MARKETING EXEC: OK guys. 30,000 tonnes of food in a dustbin: not looking good. We don’t look good looking bad. We need ideas, so I’ve come to my ideas guys. Go.
PR 1: Er – we’re PR? Like, we do the spin thing? We don’t actually change anything?
PR 2: Yeah – like, we change the way people think about the thing we can’t change.
MARKETING EXEC: Yep, yep. Understood. People buy salad: it rots in their fridge. We know that. We need to make them happy about that.
PR 2: What, like make it fashionable? We need a Damien Hurst salad shark.
PR 1: Wow – yeah. We could sponsor a whole art prize, where you could get like – kids – making sculptures with cabbage leaves …
MARKETING EXEC: Guys. Guys. It’s not just salad. We have to chuck almost half our bakery stuff too.
PR 1: Who buys a cake and then doesn’t eat it?
PR 2: Dieters. We could lobby parliament to criminalize the 5:2 mentalists.
PR 1: Or get Jamie or Hugh to do a series entirely on left-overs.
PR 2: Stale leftovers.
PR 1: The benefits of mould. “Penicillin: the new wonder diet.”
MARKETING EXEC: Loving the creativity guys. Loving it. But maybe a bit more of the workable stuff and less of the salmonella lawsuit area?
PR 2: OK. We could weigh Job Centre Plus chavs and employ the obese ones. End of the day: feed them the leftover bakery items.
PR 1: Awesome! They could be in an open pen by the tills. We could dress them in animal onesies and get a TV company interested.
PR 2: Fatties food fight!
MARKETING EXEC: Again – loving the spark, guys. Just … maybe a bit too close to a human zoo? Not au fait with all the legal technicalities, but I’m pretty sure we can’t lock people up and make them eat stale eclairs.
PR 2: OK. Got it. Make everyone Instagram their fruit bowls & fridges.
PR 1: That’s so 2012. No-one in Hoxton’s doing that now.
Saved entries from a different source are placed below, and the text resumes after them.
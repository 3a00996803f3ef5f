//! Durable container registry with atomic line-oriented persistence.
//!
//! The registry never holds key material, but it does reveal which encrypted
//! containers exist and where they mount, so it is written `0o600` and
//! chowned to the invoking user. Every mutation rewrites the file through a
//! temp-file-plus-rename so a crash mid-write cannot corrupt it.

use crate::config::CryptainerConfig;
use crate::container::Container;
use crate::error::{CryptainerError, CryptainerResult};
use crate::ownership::Ownership;
use log::warn;
use std::fs;
use std::io::Write;
use std::os::unix::fs::PermissionsExt;
use std::path::{Path, PathBuf};
use tempfile::NamedTempFile;

const HEADER_LINE: &str = "# cryptainer registry v1";

/// Registry line that failed to parse; kept for reporting, dropped from
/// subsequent rewrites.
#[derive(Debug, Clone)]
pub struct QuarantinedRecord {
    pub line_number: usize,
    pub contents: String,
    pub reason: String,
}

/// In-memory snapshot of the registry file.
#[derive(Debug, Default, Clone)]
pub struct Registry {
    pub entries: Vec<Container>,
    pub quarantined: Vec<QuarantinedRecord>,
}

impl Registry {
    pub fn is_empty(&self) -> bool {
        self.entries.is_empty()
    }

    pub fn len(&self) -> usize {
        self.entries.len()
    }

    pub fn get(&self, index: usize) -> CryptainerResult<&Container> {
        self.entries.get(index).ok_or_else(|| {
            CryptainerError::InvalidConfig(format!(
                "no container at registry index {index} (registry holds {})",
                self.entries.len()
            ))
        })
    }

    pub fn find_by_backing_path(&self, path: &Path) -> Option<usize> {
        self.entries
            .iter()
            .position(|entry| entry.backing_path == path)
    }

    pub fn find_by_mapper_name(&self, name: &str) -> Option<usize> {
        self.entries
            .iter()
            .position(|entry| entry.mapper_name == name)
    }
}

/// Owner of the on-disk registry file.
#[derive(Debug, Clone)]
pub struct RegistryStore {
    path: PathBuf,
    owner: Ownership,
}

impl RegistryStore {
    pub fn new(path: PathBuf, owner: Ownership) -> Self {
        Self { path, owner }
    }

    pub fn from_config(config: &CryptainerConfig) -> Self {
        Self::new(config.registry_path(), config.owner)
    }

    pub fn path(&self) -> &Path {
        &self.path
    }

    /// Load the registry; an absent file is an empty registry. Malformed
    /// lines are quarantined with a warning instead of aborting the load.
    pub fn load(&self) -> CryptainerResult<Registry> {
        let contents = match fs::read_to_string(&self.path) {
            Ok(contents) => contents,
            Err(err) if err.kind() == std::io::ErrorKind::NotFound => {
                return Ok(Registry::default())
            }
            Err(err) => return Err(CryptainerError::Io(err)),
        };

        let mut registry = Registry::default();
        for (idx, line) in contents.lines().enumerate() {
            let line_number = idx + 1;
            let trimmed = line.trim();
            if trimmed.is_empty() || trimmed.starts_with('#') {
                continue;
            }

            match Container::from_record_line(trimmed, line_number) {
                Ok(container) => registry.entries.push(container),
                Err(err) => {
                    warn!(
                        "skipping corrupt registry record at {}:{line_number}: {err}",
                        self.path.display()
                    );
                    registry.quarantined.push(QuarantinedRecord {
                        line_number,
                        contents: line.to_string(),
                        reason: err.to_string(),
                    });
                }
            }
        }

        Ok(registry)
    }

    /// Append a record; `backing_path` and `mapper_name` must be unique
    /// within the registry.
    pub fn append(&self, container: Container) -> CryptainerResult<Registry> {
        container.check_encodable()?;
        let mut registry = self.load()?;
        if registry
            .find_by_backing_path(&container.backing_path)
            .is_some()
        {
            return Err(CryptainerError::InvalidConfig(format!(
                "container {} is already registered",
                container.backing_path.display()
            )));
        }
        if registry.find_by_mapper_name(&container.mapper_name).is_some() {
            return Err(CryptainerError::NameInUse(container.mapper_name));
        }

        registry.entries.push(container);
        self.persist(&registry)?;
        Ok(registry)
    }

    /// Replace the record at `index`, keeping registry order stable.
    pub fn replace(&self, index: usize, container: Container) -> CryptainerResult<Registry> {
        container.check_encodable()?;
        let mut registry = self.load()?;
        if index >= registry.entries.len() {
            return Err(CryptainerError::InvalidConfig(format!(
                "no container at registry index {index} (registry holds {})",
                registry.entries.len()
            )));
        }
        registry.entries[index] = container;
        self.persist(&registry)?;
        Ok(registry)
    }

    /// Remove the record at `index`.
    pub fn remove(&self, index: usize) -> CryptainerResult<Registry> {
        let mut registry = self.load()?;
        if index >= registry.entries.len() {
            return Err(CryptainerError::InvalidConfig(format!(
                "no container at registry index {index} (registry holds {})",
                registry.entries.len()
            )));
        }
        registry.entries.remove(index);
        self.persist(&registry)?;
        Ok(registry)
    }

    /// Rewrite the whole file atomically: temp file in the same directory,
    /// restrictive permissions, fsync, rename over the original, fsync the
    /// parent directory.
    fn persist(&self, registry: &Registry) -> CryptainerResult<()> {
        if !registry.quarantined.is_empty() {
            warn!(
                "rewriting {} drops {} quarantined record(s)",
                self.path.display(),
                registry.quarantined.len()
            );
        }

        let parent = self
            .path
            .parent()
            .filter(|p| !p.as_os_str().is_empty())
            .unwrap_or_else(|| Path::new("."));
        fs::create_dir_all(parent)?;

        let mut temp = NamedTempFile::new_in(parent)?;
        writeln!(temp.as_file_mut(), "{HEADER_LINE}")?;
        for entry in &registry.entries {
            writeln!(temp.as_file_mut(), "{}", entry.to_record_line())?;
        }
        temp.as_file_mut().flush()?;
        fs::set_permissions(temp.path(), fs::Permissions::from_mode(0o600))?;
        let _ = self.owner.apply(temp.path());
        temp.as_file().sync_all()?;

        temp.persist(&self.path)
            .map_err(|err| CryptainerError::Io(err.error))?;
        let _ = sync_parent_dir(parent);
        Ok(())
    }
}

fn sync_parent_dir(dir: &Path) -> std::io::Result<()> {
    fs::File::open(dir).and_then(|file| file.sync_all())
}

#[cfg(test)]
mod tests {
    use super::*;
    use tempfile::tempdir;

    fn store(dir: &Path) -> RegistryStore {
        RegistryStore::new(
            dir.join("registry"),
            Ownership {
                uid: unsafe { libc::geteuid() },
                gid: unsafe { libc::getegid() },
            },
        )
    }

    fn container(name: &str) -> Container {
        Container {
            backing_path: PathBuf::from(format!("/data/{name}.img")),
            device_handle: Some("/dev/loop0".into()),
            mapper_name: format!("luks_{name}_1"),
            mount_point: PathBuf::from(format!("/media/cryptainer/{name}")),
        }
    }

    #[test]
    fn absent_file_loads_empty() {
        let dir = tempdir().unwrap();
        let registry = store(dir.path()).load().unwrap();
        assert!(registry.is_empty());
        assert!(registry.quarantined.is_empty());
    }

    #[test]
    fn append_load_round_trip_with_header() {
        let dir = tempdir().unwrap();
        let store = store(dir.path());
        store.append(container("alpha")).unwrap();
        store.append(container("beta")).unwrap();

        let raw = fs::read_to_string(store.path()).unwrap();
        assert!(raw.starts_with(HEADER_LINE));

        let registry = store.load().unwrap();
        assert_eq!(registry.len(), 2);
        assert_eq!(registry.entries[0].mapper_name, "luks_alpha_1");
        assert_eq!(registry.entries[1].mapper_name, "luks_beta_1");
    }

    #[test]
    fn registry_file_is_owner_only() {
        let dir = tempdir().unwrap();
        let store = store(dir.path());
        store.append(container("alpha")).unwrap();

        let mode = fs::metadata(store.path()).unwrap().permissions().mode();
        assert_eq!(mode & 0o777, 0o600);
    }

    #[test]
    fn duplicate_backing_path_rejected() {
        let dir = tempdir().unwrap();
        let store = store(dir.path());
        store.append(container("alpha")).unwrap();
        let err = store.append(container("alpha")).unwrap_err();
        assert!(matches!(err, CryptainerError::InvalidConfig(_)));
    }

    #[test]
    fn duplicate_mapper_name_rejected() {
        let dir = tempdir().unwrap();
        let store = store(dir.path());
        store.append(container("alpha")).unwrap();

        let mut clash = container("gamma");
        clash.mapper_name = "luks_alpha_1".into();
        let err = store.append(clash).unwrap_err();
        assert!(matches!(err, CryptainerError::NameInUse(name) if name == "luks_alpha_1"));
    }

    #[test]
    fn corrupt_line_is_quarantined_not_fatal() {
        let dir = tempdir().unwrap();
        let store = store(dir.path());
        store.append(container("alpha")).unwrap();

        let mut raw = fs::read_to_string(store.path()).unwrap();
        raw.push_str("not a record\n");
        raw.push_str(&container("beta").to_record_line());
        raw.push('\n');
        fs::write(store.path(), raw).unwrap();

        let registry = store.load().unwrap();
        assert_eq!(registry.len(), 2);
        assert_eq!(registry.quarantined.len(), 1);
        assert!(registry.quarantined[0].reason.contains("4 fields"));
    }

    #[test]
    fn replace_and_remove_keep_order() {
        let dir = tempdir().unwrap();
        let store = store(dir.path());
        store.append(container("alpha")).unwrap();
        store.append(container("beta")).unwrap();

        let mut refreshed = container("alpha");
        refreshed.device_handle = Some("/dev/loop7".into());
        let registry = store.replace(0, refreshed).unwrap();
        assert_eq!(registry.entries[0].device_handle.as_deref(), Some("/dev/loop7"));
        assert_eq!(registry.entries[1].mapper_name, "luks_beta_1");

        let registry = store.remove(0).unwrap();
        assert_eq!(registry.len(), 1);
        assert_eq!(registry.entries[0].mapper_name, "luks_beta_1");
    }

    #[test]
    fn out_of_range_index_is_an_error() {
        let dir = tempdir().unwrap();
        let store = store(dir.path());
        assert!(store.remove(0).is_err());
        assert!(store.replace(3, container("alpha")).is_err());
    }
}
//! Structured operation reporting shared by every lifecycle entry point.

/// Severity levels used when reporting operation events.
#[derive(Debug, Clone, Copy, PartialEq, Eq, Hash)]
pub enum OperationLevel {
    Info,
    Success,
    Warn,
    Error,
}

/// Single line of output produced by an operation step.
#[derive(Debug, Clone)]
pub struct OperationEvent {
    pub level: OperationLevel,
    pub message: String,
}

/// Aggregated report returned by any lifecycle operation.
#[derive(Debug, Clone)]
pub struct OperationReport {
    pub title: String,
    pub events: Vec<OperationEvent>,
}

/// Convenience constructor that wraps the repeated boilerplate.
pub(crate) fn event(level: OperationLevel, message: impl Into<String>) -> OperationEvent {
    OperationEvent {
        level,
        message: message.into(),
    }
}

/// Observer invoked as steps complete, so long-running operations (notably
/// filesystem creation) can surface progress without the core polling or
/// rendering anything itself.
pub type EventObserver<'a> = dyn FnMut(&OperationEvent) + 'a;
It’s all raffia work and home knitting.
MARKETING EXEC: So basically what you’re saying is we can’t make people like salad, or eat their food before it goes off.
PR 1: No.
PR 2: As I said, we can’t actually change anything, no.
MARKETING EXEC: Great. Let’s just open up a food bank in the car park then. I hear food banks are the new Granita.